Saved data entries:

<<<<

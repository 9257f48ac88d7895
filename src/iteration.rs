//! Population iteration strategies.
//!
//! An iteration turns a population into scored results. Every test of a
//! generation is an independent unit of work: all of them are launched on the
//! rayon pool together and joined before aggregation (fan-out / fan-in).
//!
//! ```text
//! ┌────────────────────────────────────────────┐
//! │  SimpleIteration  │ RoundTournamentIteration│
//! │  n tests, 1 each  │ n(n-1)/2 tests, 2 each  │
//! ├────────────────────────────────────────────┤
//! │        CandidateTestFactory (scenario)     │
//! └────────────────────────────────────────────┘
//! ```

mod round_tournament;
mod simple;

pub use round_tournament::{RoundTournamentIteration, RoundTournamentIterationFactory, round_pairs};
pub use simple::{SimpleIteration, SimpleIterationFactory};

use crate::candidate::{Candidate, CandidateId};
use crate::error::EvaluationError;
use crate::evaluation::CandidateTestResult;
use crate::population::Population;
use serde::{Deserialize, Serialize};

/// Aggregated fitness of one candidate over a whole iteration.
#[derive(Debug, Clone, Copy, PartialEq, Serialize, Deserialize)]
#[serde(rename_all = "camelCase")]
pub struct CandidateFitness {
    /// Evaluated candidate.
    pub candidate_id: CandidateId,
    /// Sum of the scores it earned across every test it took part in.
    pub fitness: f64,
}

/// Outcome of evaluating a whole population.
#[derive(Debug, Clone, PartialEq, Default, Serialize, Deserialize)]
#[serde(rename_all = "camelCase")]
pub struct PopulationIterationResult {
    /// Raw test results, in launch order.
    pub candidate_test_results: Vec<CandidateTestResult>,
    /// Aggregated fitness per candidate.
    pub candidate_ranks: Vec<CandidateFitness>,
}

impl PopulationIterationResult {
    /// Fitness of a candidate, if it was ranked.
    #[must_use]
    pub fn fitness_of(&self, candidate_id: CandidateId) -> Option<f64> {
        self.candidate_ranks
            .iter()
            .find(|rank| rank.candidate_id == candidate_id)
            .map(|rank| rank.fitness)
    }

    /// Raw results of every test the candidate took part in.
    pub fn tests_involving(
        &self,
        candidate_id: CandidateId,
    ) -> impl Iterator<Item = &CandidateTestResult> {
        self.candidate_test_results
            .iter()
            .filter(move |result| result.involves(candidate_id))
    }

    /// Fitness values in rank order.
    #[must_use]
    pub fn fitness_values(&self) -> Vec<f64> {
        self.candidate_ranks.iter().map(|rank| rank.fitness).collect()
    }
}

/// An evaluation strategy for one generation.
///
/// Never mutates the population; candidates may be read concurrently.
pub trait PopulationIteration<C: Candidate> {
    /// Evaluate every candidate of the population.
    ///
    /// # Errors
    ///
    /// Returns [`EvaluationError`] if any test fails. No partial result is
    /// produced; the same population can be evaluated again.
    fn run(&self, population: &Population<C>) -> Result<PopulationIterationResult, EvaluationError>;
}

/// Produces one iteration per generation.
pub trait PopulationIterationFactory<C: Candidate>: Send + Sync {
    /// Iteration type produced.
    type Iteration: PopulationIteration<C>;

    /// Create the iteration used to evaluate the next generation.
    fn create_population_iteration(&self) -> Self::Iteration;
}
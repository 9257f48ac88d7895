//! CLI command implementations for Genetics.

pub(crate) mod evolve;
pub(crate) mod inspect;

mod output;

use clap::ValueEnum;
use genetics::{EvaluationError, GeneticsError, PersistenceError, SerializationError};
use serde::{Deserialize, Serialize};
use std::path::PathBuf;
use thiserror::Error;

/// Output format for command results.
#[derive(Debug, Clone, Copy, PartialEq, Eq, ValueEnum)]
pub(crate) enum OutputFormat {
    /// Human-readable text output.
    Text,
    /// Machine-readable JSON output.
    Json,
}

/// How a generation is evaluated.
#[derive(Debug, Clone, Copy, PartialEq, Eq, Default, ValueEnum, Serialize, Deserialize)]
#[serde(rename_all = "lowercase")]
pub(crate) enum Strategy {
    /// Every player plays the arena alone.
    Simple,
    /// Every pair of players meets once.
    #[default]
    Tournament,
}

/// CLI error type.
#[derive(Debug, Error)]
pub(crate) enum CliError {
    /// Engine failure.
    #[error(transparent)]
    Genetics(#[from] GeneticsError),

    /// The configuration file could not be read.
    #[error("cannot read config {}: {source}", path.display())]
    ConfigIo {
        /// Configuration path.
        path: PathBuf,
        /// Underlying error.
        source: std::io::Error,
    },

    /// The configuration file is not a valid evolve configuration.
    #[error("invalid config {}: {source}", path.display())]
    ConfigJson {
        /// Configuration path.
        path: PathBuf,
        /// Underlying error.
        source: serde_json::Error,
    },

    /// Result could not be rendered as JSON.
    #[error("cannot render output: {0}")]
    Output(#[from] serde_json::Error),

    /// Progress bar template rejected.
    #[error("invalid progress template: {0}")]
    Progress(#[from] indicatif::style::TemplateError),

    /// Invalid combination of options.
    #[error("{0}")]
    Invalid(String),
}

impl From<EvaluationError> for CliError {
    fn from(e: EvaluationError) -> Self {
        Self::Genetics(e.into())
    }
}

impl From<SerializationError> for CliError {
    fn from(e: SerializationError) -> Self {
        Self::Genetics(e.into())
    }
}

impl From<PersistenceError> for CliError {
    fn from(e: PersistenceError) -> Self {
        Self::Genetics(e.into())
    }
}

>>>>

**Aim of the task:**
An exact, complete copy of the data is the only acceptable answer.

**Task response:**
repository 9257f48ac88d7895
filename src/iteration.rs
//! Population iteration strategies.
//!
//! An iteration turns a population into scored results. Every test of a
//! generation is an independent unit of work: all of them are launched on the
//! rayon pool together and joined before aggregation (fan-out / fan-in).
//!
//! ```text
//! ┌────────────────────────────────────────────┐
//! │  SimpleIteration  │ RoundTournamentIteration│
//! │  n tests, 1 each  │ n(n-1)/2 tests, 2 each  │
//! ├────────────────────────────────────────────┤
//! │        CandidateTestFactory (scenario)     │
//! └────────────────────────────────────────────┘
//! ```

mod round_tournament;
mod simple;

pub use round_tournament::{RoundTournamentIteration, RoundTournamentIterationFactory, round_pairs};
pub use simple::{SimpleIteration, SimpleIterationFactory};

use crate::candidate::{Candidate, CandidateId};
use crate::error::EvaluationError;
use crate::evaluation::CandidateTestResult;
use crate::population::Population;
use serde::{Deserialize, Serialize};

/// Aggregated fitness of one candidate over a whole iteration.
#[derive(Debug, Clone, Copy, PartialEq, Serialize, Deserialize)]
#[serde(rename_all = "camelCase")]
pub struct CandidateFitness {
    /// Evaluated candidate.
    pub candidate_id: CandidateId,
    /// Sum of the scores it earned across every test it took part in.
    pub fitness: f64,
}

/// Outcome of evaluating a whole population.
#[derive(Debug, Clone, PartialEq, Default, Serialize, Deserialize)]
#[serde(rename_all = "camelCase")]
pub struct PopulationIterationResult {
    /// Raw test results, in launch order.
    pub candidate_test_results: Vec<CandidateTestResult>,
    /// Aggregated fitness per candidate.
    pub candidate_ranks: Vec<CandidateFitness>,
}

impl PopulationIterationResult {
    /// Fitness of a candidate, if it was ranked.
    #[must_use]
    pub fn fitness_of(&self, candidate_id: CandidateId) -> Option<f64> {
        self.candidate_ranks
            .iter()
            .find(|rank| rank.candidate_id == candidate_id)
            .map(|rank| rank.fitness)
    }

    /// Raw results of every test the candidate took part in.
    pub fn tests_involving(
        &self,
        candidate_id: CandidateId,
    ) -> impl Iterator<Item = &CandidateTestResult> {
        self.candidate_test_results
            .iter()
            .filter(move |result| result.involves(candidate_id))
    }

    /// Fitness values in rank order.
    #[must_use]
    pub fn fitness_values(&self) -> Vec<f64> {
        self.candidate_ranks.iter().map(|rank| rank.fitness).collect()
    }
}

/// An evaluation strategy for one generation.
///
/// Never mutates the population; candidates may be read concurrently.
pub trait PopulationIteration<C: Candidate> {
    /// Evaluate every candidate of the population.
    ///
    /// # Errors
    ///
    /// Returns [`EvaluationError`] if any test fails. No partial result is
    /// produced; the same population can be evaluated again.
    fn run(&self, population: &Population<C>) -> Result<PopulationIterationResult, EvaluationError>;
}

/// Produces one iteration per generation.
pub trait PopulationIterationFactory<C: Candidate>: Send + Sync {
    /// Iteration type produced.
    type Iteration: PopulationIteration<C>;

    /// Create the iteration used to evaluate the next generation.
    fn create_population_iteration(&self) -> Self::Iteration;
}
repository 9257f48ac88d7895
//! CLI command implementations for Genetics.

pub(crate) mod evolve;
pub(crate) mod inspect;

mod output;

use clap::ValueEnum;
use genetics::{EvaluationError, GeneticsError, PersistenceError, SerializationError};
use serde::{Deserialize, Serialize};
use std::path::PathBuf;
use thiserror::Error;

/// Output format for command results.
#[derive(Debug, Clone, Copy, PartialEq, Eq, ValueEnum)]
pub(crate) enum OutputFormat {
    /// Human-readable text output.
    Text,
    /// Machine-readable JSON output.
    Json,
}

/// How a generation is evaluated.
#[derive(Debug, Clone, Copy, PartialEq, Eq, Default, ValueEnum, Serialize, Deserialize)]
#[serde(rename_all = "lowercase")]
pub(crate) enum Strategy {
    /// Every player plays the arena alone.
    Simple,
    /// Every pair of players meets once.
    #[default]
    Tournament,
}

/// CLI error type.
#[derive(Debug, Error)]
pub(crate) enum CliError {
    /// Engine failure.
    #[error(transparent)]
    Genetics(#[from] GeneticsError),

    /// The configuration file could not be read.
    #[error("cannot read config {}: {source}", path.display())]
    ConfigIo {
        /// Configuration path.
        path: PathBuf,
        /// Underlying error.
        source: std::io::Error,
    },

    /// The configuration file is not a valid evolve configuration.
    #[error("invalid config {}: {source}", path.display())]
    ConfigJson {
        /// Configuration path.
        path: PathBuf,
        /// Underlying error.
        source: serde_json::Error,
    },

    /// Result could not be rendered as JSON.
    #[error("cannot render output: {0}")]
    Output(#[from] serde_json::Error),

    /// Progress bar template rejected.
    #[error("invalid progress template: {0}")]
    Progress(#[from] indicatif::style::TemplateError),

    /// Invalid combination of options.
    #[error("{0}")]
    Invalid(String),
}

impl From<EvaluationError> for CliError {
    fn from(e: EvaluationError) -> Self {
        Self::Genetics(e.into())
    }
}

impl From<SerializationError> for CliError {
    fn from(e: SerializationError) -> Self {
        Self::Genetics(e.into())
    }
}

impl From<PersistenceError> for CliError {
    fn from(e: PersistenceError) -> Self {
        Self::Genetics(e.into())
    }
}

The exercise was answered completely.